Obama will also take executive action to give at least six weeks of paid leave to federal employees after the birth or adoption of a child, Senior White House Adviser Valerie Jarrett said.
And Obama wants Congress to spend $2.2 billion to help states and cities develop paid family leave programs.
Jarrett announced the new initiatives in a post on the job networking site LinkedIn -- a venue chosen, she said, because its audience was best positioned to drive change in their own workplaces.
"As our workforce and our families have continued to evolve over time. too many of our workplaces have failed to keep pace," Jarrett told reporters.
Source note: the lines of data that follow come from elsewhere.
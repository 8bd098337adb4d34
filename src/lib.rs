pub mod api;
pub mod clients;
pub mod config;
pub mod constants;
pub mod models;
pub mod services;
pub mod state;

use tokio::signal;
use tracing::{error, info};
use tracing_subscriber::EnvFilter;

pub use config::Config;

pub async fn run() -> anyhow::Result<()> {
    let config = Config::load()?;
    config.validate()?;

    let env_filter = EnvFilter::try_from_default_env()
        .unwrap_or_else(|_| EnvFilter::new(&config.general.log_level));

    tracing_subscriber::fmt().with_env_filter(env_filter).init();

    let args: Vec<String> = std::env::args().collect();

    match args.get(1).map(String::as_str) {
        None | Some("daemon" | "-d" | "--daemon") => run_daemon(config).await,

        Some("init" | "--init") => {
            if Config::create_default_if_missing()? {
                println!("✓ Config file created. Edit config.toml and run again.");
            } else {
                println!("config.toml already exists.");
            }
            Ok(())
        }

        Some("help" | "-h" | "--help") => {
            print_help();
            Ok(())
        }

        Some(other) => {
            println!("Unknown command: {}", other);
            println!();
            print_help();
            Ok(())
        }
    }
}

fn print_help() {
    println!("Trendarr - Engagement-ranked X post search proxy");
    println!();
    println!("USAGE:");
    println!("  trendarr [COMMAND]");
    println!();
    println!("COMMANDS:");
    println!("  daemon            Run the search proxy (default)");
    println!("  init              Create default config file");
    println!("  help              Show this help message");
    println!();
    println!("ENDPOINT:");
    println!("  GET /search?keywords=a,b&hours=6&lang=tr&max=10");
    println!("  with header 'Authorization: Bearer <X API token>'");
    println!();
    println!("CONFIG:");
    println!("  Edit config.toml to configure the cache store and page size.");
}

async fn run_daemon(config: Config) -> anyhow::Result<()> {
    info!(
        "Trendarr v{} starting in daemon mode...",
        env!("CARGO_PKG_VERSION")
    );

    if !config.cache.enabled || config.cache.rest_url.is_empty() {
        info!("Result cache disabled; every request goes upstream");
    }

    let port = config.server.port;
    let state = api::create_app_state(config)?;
    let app = api::router(state);

    let addr = format!("0.0.0.0:{}", port);
    let listener = tokio::net::TcpListener::bind(&addr).await?;

    info!("🌐 Search proxy running at http://{}", addr);

    axum::serve(listener, app)
        .with_graceful_shutdown(shutdown_signal())
        .await?;

    info!("Daemon stopped");

    Ok(())
}

async fn shutdown_signal() {
    match signal::ctrl_c().await {
        Ok(()) => {
            info!("Shutdown signal received");
        }
        Err(e) => {
            error!("Error listening for shutdown: {}", e);
        }
    }
}
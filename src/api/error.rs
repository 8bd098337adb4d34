use axum::{
    Json,
    http::StatusCode,
    response::{IntoResponse, Response},
};
use serde_json::{Value, json};
use std::fmt;

use crate::clients::x_api::XApiError;

#[derive(Debug)]
pub enum ApiError {
    ValidationError(String),

    Unauthorized(String),

    MethodNotAllowed,

    /// Upstream status and body, relayed to the caller unchanged.
    UpstreamError { status: u16, details: Value },

    InternalError(String),
}

impl fmt::Display for ApiError {
    fn fmt(&self, f: &mut fmt::Formatter<'_>) -> fmt::Result {
        match self {
            ApiError::ValidationError(msg) => write!(f, "Validation error: {}", msg),
            ApiError::Unauthorized(msg) => write!(f, "Unauthorized: {}", msg),
            ApiError::MethodNotAllowed => write!(f, "Method not allowed"),
            ApiError::UpstreamError { status, .. } => write!(f, "X API error: status {}", status),
            ApiError::InternalError(msg) => write!(f, "Internal error: {}", msg),
        }
    }
}

impl std::error::Error for ApiError {}

impl IntoResponse for ApiError {
    fn into_response(self) -> Response {
        let (status, body) = match self {
            ApiError::ValidationError(msg) => (StatusCode::BAD_REQUEST, json!({ "error": msg })),
            ApiError::Unauthorized(msg) => (StatusCode::UNAUTHORIZED, json!({ "error": msg })),
            ApiError::MethodNotAllowed => (
                StatusCode::METHOD_NOT_ALLOWED,
                json!({ "error": "Method not allowed" }),
            ),
            ApiError::UpstreamError { status, details } => {
                tracing::warn!("X API error: status {}", status);
                (
                    StatusCode::from_u16(status).unwrap_or(StatusCode::BAD_GATEWAY),
                    json!({ "error": "X API error", "details": details }),
                )
            }
            ApiError::InternalError(msg) => {
                tracing::error!("Internal error: {}", msg);
                (
                    StatusCode::INTERNAL_SERVER_ERROR,
                    json!({ "error": "Server error", "details": msg }),
                )
            }
        };

        (status, Json(body)).into_response()
    }
}

impl From<anyhow::Error> for ApiError {
    fn from(err: anyhow::Error) -> Self {
        ApiError::InternalError(err.to_string())
    }
}

impl From<XApiError> for ApiError {
    fn from(err: XApiError) -> Self {
        match err {
            XApiError::Status { status, details } => ApiError::UpstreamError { status, details },
            XApiError::Transport(e) => ApiError::InternalError(e.to_string()),
        }
    }
}

impl ApiError {
    pub fn validation(msg: impl Into<String>) -> Self {
        ApiError::ValidationError(msg.into())
    }

    pub fn unauthorized(msg: impl Into<String>) -> Self {
        ApiError::Unauthorized(msg.into())
    }

    pub fn internal(msg: impl Into<String>) -> Self {
        ApiError::InternalError(msg.into())
    }
}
Obama, who will travel to Baltimore tomorrow and return to Washington for dinner with British Prime Minister David Cameron, will make the proposal at a roundtable with working women Thursday.
Obama will grant paid leave to employees of the executive branch through a presidential memorandum, a tool similar to an executive order used to direct federal agencies to implement a White House policy. The program will work by advancing unearned sick time to federal employees, and will cost $250 million a year to implement, Jarrett said. Obama will also call on Congress to do the same for its employees.
The legislative proposal is modeled on a bill by Rep. Rosa DeLauro, D-Conn., and Sen. Patty Murray, D-Wash. Their proposal would apply to companies that employ at least 15 workers. Employees at those companies would earn one hour of paid sick time for every 30 hours worked, up to 56 hours of paid sick time a year.
DeLauro, who first introduced that bill in 2005 with the late Sen. Ted Kennedy, D-Mass., applauded Obama's proposal.
"Workplaces need to respond to the reality of family life in the 21st century, and allowing employees to have seven sick days a year is a bare minimum," she said. "The fact that the United States is one of just a handful of countries that does not require paid family or sick leave is nothing short of shameful."
A spokesman for House Education and Workforce Committee Chairman John Kline, R-Minn., said he would withhold comment until the president makes his proposal.